◆ What to do ◆
Which lines of the entries hold the string "AnalyticsService"? Copy each one.
:: Listed records ::
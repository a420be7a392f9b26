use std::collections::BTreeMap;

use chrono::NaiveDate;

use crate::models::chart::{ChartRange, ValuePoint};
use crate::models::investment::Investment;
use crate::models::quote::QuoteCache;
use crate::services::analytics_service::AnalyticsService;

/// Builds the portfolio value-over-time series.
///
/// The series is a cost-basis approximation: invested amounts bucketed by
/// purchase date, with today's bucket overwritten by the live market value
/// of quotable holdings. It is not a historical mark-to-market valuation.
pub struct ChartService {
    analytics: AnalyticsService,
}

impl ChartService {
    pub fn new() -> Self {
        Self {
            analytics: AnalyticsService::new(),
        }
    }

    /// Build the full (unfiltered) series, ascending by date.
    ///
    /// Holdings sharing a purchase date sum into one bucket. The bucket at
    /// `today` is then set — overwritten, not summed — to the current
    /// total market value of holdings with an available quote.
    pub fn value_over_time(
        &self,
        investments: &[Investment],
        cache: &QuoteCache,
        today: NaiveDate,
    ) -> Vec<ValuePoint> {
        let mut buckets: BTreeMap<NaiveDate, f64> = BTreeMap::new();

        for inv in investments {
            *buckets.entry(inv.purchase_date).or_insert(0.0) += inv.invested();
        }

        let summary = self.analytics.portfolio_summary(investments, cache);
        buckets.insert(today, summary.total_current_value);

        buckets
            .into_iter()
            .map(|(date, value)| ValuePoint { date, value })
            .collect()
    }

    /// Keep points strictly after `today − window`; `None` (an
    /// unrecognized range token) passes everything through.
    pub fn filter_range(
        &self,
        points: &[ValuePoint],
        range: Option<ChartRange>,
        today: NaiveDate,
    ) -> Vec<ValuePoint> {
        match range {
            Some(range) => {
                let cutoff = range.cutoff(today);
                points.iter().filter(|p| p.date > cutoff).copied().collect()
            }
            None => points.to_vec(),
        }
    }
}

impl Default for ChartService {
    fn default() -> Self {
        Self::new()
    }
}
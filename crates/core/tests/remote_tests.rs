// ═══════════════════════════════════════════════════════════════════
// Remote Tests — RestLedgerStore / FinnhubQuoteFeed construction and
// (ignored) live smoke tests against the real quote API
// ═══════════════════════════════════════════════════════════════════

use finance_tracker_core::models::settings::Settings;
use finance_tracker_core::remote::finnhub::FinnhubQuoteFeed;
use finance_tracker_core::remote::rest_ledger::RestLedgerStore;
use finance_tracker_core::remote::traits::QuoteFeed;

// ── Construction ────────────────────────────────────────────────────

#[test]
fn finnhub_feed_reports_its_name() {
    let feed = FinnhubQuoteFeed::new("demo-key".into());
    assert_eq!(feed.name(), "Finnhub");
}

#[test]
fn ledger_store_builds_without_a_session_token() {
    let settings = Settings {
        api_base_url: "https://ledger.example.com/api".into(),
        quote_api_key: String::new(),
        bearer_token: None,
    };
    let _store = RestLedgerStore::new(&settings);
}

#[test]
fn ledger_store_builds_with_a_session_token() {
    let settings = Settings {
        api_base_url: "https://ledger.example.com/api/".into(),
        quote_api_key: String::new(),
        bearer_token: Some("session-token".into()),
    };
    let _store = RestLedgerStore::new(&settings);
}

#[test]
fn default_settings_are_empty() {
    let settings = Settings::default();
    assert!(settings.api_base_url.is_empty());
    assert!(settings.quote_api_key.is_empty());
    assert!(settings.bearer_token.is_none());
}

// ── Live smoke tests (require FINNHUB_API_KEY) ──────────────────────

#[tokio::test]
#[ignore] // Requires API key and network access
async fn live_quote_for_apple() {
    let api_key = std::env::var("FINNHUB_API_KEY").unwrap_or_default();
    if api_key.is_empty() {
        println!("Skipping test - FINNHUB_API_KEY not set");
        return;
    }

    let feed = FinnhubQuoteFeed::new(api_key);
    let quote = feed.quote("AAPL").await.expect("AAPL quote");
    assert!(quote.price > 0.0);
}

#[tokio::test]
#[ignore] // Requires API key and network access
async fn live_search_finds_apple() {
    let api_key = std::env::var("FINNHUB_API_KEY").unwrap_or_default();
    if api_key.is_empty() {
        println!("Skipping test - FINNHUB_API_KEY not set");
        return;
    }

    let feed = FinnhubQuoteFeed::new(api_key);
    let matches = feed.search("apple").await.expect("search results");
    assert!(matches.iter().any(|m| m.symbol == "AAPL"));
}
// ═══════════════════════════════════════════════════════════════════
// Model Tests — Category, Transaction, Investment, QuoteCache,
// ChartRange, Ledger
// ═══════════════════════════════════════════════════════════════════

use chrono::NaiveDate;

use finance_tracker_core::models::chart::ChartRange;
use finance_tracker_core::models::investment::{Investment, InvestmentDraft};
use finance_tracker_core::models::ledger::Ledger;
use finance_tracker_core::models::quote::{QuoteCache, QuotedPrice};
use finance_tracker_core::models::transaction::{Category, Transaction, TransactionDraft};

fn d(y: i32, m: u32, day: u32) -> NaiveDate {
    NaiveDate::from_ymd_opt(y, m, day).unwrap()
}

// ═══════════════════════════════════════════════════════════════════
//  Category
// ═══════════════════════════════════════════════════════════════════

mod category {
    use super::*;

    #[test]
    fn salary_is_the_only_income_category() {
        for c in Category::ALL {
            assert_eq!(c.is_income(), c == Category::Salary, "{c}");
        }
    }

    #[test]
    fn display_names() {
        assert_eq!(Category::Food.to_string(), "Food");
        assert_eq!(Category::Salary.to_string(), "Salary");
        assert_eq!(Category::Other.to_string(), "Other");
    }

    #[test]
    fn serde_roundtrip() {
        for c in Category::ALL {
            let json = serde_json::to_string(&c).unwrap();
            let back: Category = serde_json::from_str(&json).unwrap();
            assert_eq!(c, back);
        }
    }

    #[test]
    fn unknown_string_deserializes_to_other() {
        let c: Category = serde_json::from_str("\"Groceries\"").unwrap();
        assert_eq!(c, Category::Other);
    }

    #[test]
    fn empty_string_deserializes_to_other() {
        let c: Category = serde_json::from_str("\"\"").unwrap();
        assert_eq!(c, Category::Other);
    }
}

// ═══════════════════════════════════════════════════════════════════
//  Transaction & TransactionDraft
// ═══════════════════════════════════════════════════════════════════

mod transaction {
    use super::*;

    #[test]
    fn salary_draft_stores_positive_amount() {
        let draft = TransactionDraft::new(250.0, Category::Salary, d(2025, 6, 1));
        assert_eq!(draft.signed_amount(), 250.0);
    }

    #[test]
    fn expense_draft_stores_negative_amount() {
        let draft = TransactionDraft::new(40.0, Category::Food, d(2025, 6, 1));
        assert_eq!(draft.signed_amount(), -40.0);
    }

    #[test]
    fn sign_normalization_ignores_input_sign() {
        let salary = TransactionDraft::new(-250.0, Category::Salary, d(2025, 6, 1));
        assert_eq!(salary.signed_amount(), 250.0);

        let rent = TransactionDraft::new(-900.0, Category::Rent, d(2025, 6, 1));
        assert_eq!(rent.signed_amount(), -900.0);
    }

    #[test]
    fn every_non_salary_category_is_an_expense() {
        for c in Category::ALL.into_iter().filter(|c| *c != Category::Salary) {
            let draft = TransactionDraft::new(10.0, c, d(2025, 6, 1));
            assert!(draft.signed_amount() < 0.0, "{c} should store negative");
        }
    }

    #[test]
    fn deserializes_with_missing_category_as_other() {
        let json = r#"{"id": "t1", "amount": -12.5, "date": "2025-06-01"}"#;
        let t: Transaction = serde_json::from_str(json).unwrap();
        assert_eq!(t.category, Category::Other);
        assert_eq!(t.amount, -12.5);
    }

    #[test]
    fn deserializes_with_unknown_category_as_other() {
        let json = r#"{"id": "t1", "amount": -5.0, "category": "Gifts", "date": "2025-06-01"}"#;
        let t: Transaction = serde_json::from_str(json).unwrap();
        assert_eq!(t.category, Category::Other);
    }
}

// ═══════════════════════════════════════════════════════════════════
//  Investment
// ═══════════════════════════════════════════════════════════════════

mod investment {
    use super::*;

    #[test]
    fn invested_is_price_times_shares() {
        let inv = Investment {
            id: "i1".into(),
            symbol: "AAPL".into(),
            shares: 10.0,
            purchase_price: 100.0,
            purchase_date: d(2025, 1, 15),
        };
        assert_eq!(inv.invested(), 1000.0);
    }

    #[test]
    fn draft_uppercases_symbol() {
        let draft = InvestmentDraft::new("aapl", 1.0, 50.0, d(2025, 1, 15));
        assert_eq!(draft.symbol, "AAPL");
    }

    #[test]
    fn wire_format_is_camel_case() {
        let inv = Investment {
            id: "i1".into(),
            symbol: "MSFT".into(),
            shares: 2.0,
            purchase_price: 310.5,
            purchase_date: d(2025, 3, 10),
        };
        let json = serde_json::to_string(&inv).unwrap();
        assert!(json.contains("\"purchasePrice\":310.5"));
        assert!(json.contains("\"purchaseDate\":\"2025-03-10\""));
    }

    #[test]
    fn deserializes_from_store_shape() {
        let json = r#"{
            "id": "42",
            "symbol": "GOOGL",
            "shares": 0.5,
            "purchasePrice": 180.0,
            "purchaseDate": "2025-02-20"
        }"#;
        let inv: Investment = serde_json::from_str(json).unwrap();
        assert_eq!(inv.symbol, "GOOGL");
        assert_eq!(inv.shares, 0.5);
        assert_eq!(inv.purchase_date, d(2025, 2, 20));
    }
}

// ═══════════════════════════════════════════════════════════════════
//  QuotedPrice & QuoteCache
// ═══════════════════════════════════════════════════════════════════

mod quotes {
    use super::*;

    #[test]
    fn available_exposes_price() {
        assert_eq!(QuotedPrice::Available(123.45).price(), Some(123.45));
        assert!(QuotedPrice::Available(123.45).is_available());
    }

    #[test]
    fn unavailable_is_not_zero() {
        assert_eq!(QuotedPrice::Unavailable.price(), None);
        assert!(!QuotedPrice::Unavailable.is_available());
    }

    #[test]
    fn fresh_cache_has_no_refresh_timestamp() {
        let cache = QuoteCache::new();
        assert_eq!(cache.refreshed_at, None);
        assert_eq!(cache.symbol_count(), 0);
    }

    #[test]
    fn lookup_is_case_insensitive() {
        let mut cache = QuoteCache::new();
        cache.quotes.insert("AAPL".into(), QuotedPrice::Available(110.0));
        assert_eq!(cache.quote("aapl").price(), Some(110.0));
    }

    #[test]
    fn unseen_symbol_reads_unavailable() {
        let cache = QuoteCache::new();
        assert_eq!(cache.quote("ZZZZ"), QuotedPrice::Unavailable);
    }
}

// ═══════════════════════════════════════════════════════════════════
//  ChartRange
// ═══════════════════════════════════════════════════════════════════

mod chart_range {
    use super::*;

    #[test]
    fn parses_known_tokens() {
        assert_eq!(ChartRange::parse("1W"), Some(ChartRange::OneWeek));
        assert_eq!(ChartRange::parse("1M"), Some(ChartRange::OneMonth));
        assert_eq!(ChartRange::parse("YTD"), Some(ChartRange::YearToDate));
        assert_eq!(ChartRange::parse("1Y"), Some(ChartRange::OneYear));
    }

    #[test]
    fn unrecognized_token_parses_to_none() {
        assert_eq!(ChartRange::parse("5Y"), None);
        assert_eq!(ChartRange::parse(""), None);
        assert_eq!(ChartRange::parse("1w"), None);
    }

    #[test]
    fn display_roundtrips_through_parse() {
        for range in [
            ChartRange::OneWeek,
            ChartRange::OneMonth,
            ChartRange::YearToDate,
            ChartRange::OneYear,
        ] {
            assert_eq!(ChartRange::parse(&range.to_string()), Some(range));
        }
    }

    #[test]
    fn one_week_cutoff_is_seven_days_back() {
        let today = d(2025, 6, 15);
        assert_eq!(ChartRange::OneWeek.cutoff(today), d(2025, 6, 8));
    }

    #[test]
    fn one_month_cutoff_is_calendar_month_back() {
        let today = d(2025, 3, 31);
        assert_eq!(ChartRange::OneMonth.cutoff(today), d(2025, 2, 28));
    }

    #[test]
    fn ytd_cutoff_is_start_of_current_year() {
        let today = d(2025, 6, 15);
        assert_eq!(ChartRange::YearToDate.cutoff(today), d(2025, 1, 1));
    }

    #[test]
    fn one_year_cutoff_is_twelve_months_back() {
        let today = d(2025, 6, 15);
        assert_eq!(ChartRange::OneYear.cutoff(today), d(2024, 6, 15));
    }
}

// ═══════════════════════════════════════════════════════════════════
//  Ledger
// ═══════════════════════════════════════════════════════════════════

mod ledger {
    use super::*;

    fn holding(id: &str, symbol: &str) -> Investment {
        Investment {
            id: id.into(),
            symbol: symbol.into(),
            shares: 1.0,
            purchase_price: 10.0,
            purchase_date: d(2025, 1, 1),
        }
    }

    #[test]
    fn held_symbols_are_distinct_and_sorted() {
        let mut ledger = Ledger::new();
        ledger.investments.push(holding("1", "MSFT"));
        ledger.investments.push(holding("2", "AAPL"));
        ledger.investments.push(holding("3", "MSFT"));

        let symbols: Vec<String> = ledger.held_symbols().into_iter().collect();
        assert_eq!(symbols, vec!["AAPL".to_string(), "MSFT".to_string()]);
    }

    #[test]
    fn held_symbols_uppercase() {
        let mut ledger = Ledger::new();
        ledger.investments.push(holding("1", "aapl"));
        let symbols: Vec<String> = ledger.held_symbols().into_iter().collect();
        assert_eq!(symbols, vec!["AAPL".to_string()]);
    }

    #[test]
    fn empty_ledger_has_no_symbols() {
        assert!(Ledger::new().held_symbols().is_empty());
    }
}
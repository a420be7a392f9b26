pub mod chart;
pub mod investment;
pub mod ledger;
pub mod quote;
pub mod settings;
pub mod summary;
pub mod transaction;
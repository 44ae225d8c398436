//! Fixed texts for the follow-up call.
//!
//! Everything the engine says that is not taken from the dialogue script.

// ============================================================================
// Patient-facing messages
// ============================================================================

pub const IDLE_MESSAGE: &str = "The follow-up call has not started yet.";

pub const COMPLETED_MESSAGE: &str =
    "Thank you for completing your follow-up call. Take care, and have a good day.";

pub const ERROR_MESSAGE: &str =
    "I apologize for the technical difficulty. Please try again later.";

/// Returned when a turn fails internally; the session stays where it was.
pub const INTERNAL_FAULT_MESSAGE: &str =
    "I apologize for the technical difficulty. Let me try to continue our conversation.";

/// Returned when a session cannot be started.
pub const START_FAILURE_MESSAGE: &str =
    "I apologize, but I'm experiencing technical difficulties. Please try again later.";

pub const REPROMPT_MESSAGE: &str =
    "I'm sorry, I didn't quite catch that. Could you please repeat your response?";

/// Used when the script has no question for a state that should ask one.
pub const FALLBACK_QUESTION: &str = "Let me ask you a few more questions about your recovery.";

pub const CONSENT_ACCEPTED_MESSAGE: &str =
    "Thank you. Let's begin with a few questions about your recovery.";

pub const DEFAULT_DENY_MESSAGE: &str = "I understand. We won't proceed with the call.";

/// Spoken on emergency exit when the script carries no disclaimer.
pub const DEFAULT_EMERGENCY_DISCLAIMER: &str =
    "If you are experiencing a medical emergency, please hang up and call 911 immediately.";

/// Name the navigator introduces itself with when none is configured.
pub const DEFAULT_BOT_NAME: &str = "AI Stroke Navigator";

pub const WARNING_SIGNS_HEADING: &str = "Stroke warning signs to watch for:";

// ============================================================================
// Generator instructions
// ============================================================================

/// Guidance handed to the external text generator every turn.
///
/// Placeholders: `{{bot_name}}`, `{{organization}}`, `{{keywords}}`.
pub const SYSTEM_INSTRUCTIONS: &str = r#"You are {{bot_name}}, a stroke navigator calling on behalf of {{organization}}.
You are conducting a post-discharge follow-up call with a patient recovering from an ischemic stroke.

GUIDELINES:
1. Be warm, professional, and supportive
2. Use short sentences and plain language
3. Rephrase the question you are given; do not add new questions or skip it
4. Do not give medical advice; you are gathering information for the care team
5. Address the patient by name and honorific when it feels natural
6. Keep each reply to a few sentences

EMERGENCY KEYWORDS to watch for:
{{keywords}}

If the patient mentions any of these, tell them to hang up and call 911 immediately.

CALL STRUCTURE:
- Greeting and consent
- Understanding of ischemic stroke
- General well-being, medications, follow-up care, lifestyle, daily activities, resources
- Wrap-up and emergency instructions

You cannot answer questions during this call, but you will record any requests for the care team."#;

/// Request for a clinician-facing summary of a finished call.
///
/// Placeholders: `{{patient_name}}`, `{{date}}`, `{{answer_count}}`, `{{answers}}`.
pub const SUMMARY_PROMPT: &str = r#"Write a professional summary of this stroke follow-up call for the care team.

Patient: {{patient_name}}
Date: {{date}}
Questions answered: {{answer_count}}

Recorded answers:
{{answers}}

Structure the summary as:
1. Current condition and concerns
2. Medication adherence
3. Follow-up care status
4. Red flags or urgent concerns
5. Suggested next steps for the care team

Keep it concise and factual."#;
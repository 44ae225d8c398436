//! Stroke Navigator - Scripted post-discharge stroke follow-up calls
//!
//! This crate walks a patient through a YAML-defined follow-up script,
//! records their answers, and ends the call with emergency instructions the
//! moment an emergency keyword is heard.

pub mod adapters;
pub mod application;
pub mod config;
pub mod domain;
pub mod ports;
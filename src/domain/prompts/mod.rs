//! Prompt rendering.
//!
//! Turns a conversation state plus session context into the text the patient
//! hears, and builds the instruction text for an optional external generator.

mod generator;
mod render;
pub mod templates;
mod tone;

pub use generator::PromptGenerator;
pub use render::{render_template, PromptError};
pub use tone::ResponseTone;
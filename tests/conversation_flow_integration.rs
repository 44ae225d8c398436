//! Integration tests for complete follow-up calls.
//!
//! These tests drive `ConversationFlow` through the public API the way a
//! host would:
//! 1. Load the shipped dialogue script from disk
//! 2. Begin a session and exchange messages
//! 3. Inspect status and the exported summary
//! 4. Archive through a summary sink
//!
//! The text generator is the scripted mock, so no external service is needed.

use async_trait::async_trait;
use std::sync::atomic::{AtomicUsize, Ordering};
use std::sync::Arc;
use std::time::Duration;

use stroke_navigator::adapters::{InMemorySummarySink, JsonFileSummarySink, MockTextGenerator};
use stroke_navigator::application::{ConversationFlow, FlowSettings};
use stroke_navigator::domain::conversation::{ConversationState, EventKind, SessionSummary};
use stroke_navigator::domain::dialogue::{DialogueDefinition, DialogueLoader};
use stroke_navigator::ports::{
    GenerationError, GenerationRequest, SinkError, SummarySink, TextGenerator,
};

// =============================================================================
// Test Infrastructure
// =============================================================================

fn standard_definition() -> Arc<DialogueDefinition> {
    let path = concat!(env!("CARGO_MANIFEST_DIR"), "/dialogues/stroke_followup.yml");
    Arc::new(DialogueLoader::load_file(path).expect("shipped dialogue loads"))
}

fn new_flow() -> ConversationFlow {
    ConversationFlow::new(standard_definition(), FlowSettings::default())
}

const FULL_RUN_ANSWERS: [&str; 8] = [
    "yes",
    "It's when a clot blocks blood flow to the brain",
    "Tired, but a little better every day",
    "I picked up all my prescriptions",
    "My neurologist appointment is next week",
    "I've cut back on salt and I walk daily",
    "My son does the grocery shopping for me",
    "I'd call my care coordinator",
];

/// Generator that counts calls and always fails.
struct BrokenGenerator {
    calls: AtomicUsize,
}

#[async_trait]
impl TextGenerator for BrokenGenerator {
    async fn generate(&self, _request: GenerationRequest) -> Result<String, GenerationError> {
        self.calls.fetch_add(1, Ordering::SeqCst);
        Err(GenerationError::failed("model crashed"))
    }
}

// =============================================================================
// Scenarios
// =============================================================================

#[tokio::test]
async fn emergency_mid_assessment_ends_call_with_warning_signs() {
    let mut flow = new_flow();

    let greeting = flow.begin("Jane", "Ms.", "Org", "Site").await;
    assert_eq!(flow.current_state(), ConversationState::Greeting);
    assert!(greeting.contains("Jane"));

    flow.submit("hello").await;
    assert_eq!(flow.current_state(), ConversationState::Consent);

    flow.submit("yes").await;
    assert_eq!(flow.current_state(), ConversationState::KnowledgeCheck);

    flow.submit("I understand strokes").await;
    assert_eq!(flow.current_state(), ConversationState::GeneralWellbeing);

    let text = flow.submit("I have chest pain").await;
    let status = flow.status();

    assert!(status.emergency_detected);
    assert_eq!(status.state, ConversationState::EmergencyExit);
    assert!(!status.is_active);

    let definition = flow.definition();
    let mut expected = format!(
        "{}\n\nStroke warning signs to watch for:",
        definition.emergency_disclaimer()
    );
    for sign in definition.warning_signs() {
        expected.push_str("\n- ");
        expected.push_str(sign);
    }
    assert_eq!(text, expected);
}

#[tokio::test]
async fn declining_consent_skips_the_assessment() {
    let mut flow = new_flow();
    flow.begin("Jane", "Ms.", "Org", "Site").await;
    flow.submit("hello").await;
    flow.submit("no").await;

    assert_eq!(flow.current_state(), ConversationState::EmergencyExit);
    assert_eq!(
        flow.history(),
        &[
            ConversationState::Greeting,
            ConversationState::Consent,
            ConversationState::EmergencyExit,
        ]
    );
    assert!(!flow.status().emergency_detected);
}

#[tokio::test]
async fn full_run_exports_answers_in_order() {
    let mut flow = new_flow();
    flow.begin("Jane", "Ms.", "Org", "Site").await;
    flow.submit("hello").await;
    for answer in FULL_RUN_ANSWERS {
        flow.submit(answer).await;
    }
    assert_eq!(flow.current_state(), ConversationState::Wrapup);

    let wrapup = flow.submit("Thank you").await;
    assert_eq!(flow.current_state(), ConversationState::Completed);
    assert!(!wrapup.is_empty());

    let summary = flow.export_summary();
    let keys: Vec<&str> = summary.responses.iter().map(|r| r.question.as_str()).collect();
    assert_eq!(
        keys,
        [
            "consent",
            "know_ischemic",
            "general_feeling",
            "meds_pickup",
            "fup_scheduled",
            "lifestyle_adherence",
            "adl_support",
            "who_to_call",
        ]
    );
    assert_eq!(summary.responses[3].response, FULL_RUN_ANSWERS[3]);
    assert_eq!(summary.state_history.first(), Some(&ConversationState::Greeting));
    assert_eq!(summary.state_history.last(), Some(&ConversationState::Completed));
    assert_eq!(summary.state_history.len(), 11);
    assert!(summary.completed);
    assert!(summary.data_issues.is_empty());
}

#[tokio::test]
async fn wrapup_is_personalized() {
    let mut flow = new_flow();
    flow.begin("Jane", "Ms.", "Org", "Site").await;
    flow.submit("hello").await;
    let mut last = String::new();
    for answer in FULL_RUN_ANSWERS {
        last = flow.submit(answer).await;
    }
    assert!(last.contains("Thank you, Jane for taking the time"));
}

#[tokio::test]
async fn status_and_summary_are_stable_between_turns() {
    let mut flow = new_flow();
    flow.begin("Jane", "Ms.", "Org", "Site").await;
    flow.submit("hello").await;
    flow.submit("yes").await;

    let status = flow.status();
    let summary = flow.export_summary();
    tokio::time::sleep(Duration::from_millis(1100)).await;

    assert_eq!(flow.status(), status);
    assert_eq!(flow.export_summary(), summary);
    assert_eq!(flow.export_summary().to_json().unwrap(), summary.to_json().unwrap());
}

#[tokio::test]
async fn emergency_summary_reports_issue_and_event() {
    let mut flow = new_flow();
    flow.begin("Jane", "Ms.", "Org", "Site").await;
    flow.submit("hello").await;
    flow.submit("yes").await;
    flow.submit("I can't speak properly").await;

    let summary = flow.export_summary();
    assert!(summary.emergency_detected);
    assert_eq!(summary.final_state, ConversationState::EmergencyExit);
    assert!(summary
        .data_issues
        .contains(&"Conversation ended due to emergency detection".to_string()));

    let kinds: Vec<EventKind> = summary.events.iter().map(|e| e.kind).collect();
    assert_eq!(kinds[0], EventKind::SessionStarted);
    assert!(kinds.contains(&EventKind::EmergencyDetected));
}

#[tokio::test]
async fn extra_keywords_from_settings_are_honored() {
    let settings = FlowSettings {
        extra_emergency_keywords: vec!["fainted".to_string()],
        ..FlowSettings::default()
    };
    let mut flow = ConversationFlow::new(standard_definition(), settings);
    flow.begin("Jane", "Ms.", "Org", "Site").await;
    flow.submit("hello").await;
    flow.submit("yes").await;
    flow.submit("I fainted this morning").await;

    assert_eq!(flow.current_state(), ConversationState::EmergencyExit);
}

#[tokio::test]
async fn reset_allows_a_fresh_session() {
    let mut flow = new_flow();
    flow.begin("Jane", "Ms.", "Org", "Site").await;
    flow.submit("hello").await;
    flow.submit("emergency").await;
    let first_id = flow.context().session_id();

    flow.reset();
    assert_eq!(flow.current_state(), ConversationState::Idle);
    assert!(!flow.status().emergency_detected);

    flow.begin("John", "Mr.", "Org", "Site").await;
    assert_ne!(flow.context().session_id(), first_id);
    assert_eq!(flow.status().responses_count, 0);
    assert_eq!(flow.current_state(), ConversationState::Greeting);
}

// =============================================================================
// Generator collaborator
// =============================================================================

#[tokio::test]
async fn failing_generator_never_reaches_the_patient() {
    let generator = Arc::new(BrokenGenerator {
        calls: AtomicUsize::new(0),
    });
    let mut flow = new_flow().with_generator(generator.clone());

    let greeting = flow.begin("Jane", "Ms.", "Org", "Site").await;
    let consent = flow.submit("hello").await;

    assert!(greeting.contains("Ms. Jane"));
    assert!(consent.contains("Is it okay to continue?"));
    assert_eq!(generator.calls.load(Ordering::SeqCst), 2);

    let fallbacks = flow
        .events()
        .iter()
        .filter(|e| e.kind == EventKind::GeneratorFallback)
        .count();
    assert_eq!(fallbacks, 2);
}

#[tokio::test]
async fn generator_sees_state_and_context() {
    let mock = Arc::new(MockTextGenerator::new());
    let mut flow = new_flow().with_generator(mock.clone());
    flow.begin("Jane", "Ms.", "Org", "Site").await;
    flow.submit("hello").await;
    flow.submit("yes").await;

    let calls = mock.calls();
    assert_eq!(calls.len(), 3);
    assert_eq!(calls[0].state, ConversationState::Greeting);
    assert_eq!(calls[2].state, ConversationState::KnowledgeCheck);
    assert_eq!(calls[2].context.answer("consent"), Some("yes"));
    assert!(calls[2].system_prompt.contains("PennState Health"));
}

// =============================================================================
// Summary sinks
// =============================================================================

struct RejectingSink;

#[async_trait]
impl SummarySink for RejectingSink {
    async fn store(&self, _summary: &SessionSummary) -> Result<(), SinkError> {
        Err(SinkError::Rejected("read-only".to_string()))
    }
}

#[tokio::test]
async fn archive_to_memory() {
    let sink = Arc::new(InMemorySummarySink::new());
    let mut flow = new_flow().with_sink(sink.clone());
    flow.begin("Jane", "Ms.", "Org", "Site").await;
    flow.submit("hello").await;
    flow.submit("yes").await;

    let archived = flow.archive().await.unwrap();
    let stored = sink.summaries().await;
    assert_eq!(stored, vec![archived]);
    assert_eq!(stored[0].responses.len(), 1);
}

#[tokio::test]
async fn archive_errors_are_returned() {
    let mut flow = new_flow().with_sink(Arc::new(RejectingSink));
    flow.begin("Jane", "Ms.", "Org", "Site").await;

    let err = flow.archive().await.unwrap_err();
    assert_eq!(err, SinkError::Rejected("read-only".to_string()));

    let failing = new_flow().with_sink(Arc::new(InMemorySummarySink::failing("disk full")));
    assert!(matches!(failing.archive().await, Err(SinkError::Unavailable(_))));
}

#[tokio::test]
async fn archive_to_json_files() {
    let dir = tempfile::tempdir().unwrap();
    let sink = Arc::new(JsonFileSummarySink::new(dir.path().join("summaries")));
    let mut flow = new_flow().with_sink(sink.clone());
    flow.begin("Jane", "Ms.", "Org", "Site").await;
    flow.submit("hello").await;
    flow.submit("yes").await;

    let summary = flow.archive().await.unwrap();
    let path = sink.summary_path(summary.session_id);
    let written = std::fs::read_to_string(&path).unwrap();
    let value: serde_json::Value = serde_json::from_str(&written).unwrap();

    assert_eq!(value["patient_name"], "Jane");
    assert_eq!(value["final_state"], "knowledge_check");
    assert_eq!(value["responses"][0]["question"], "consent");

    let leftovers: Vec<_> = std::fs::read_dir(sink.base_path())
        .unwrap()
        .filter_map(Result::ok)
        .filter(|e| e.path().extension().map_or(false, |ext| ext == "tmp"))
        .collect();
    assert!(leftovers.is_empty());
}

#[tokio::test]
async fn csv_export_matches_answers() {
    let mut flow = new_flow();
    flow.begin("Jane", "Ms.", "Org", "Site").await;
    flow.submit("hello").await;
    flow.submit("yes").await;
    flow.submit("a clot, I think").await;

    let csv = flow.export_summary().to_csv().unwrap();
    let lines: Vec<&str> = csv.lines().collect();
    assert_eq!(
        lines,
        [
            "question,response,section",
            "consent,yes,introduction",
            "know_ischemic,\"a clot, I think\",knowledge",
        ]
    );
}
:::
◆ Solution to this task ◆
use crate::services::analytics_service::AnalyticsService;
    analytics: AnalyticsService,
            analytics: AnalyticsService::new(),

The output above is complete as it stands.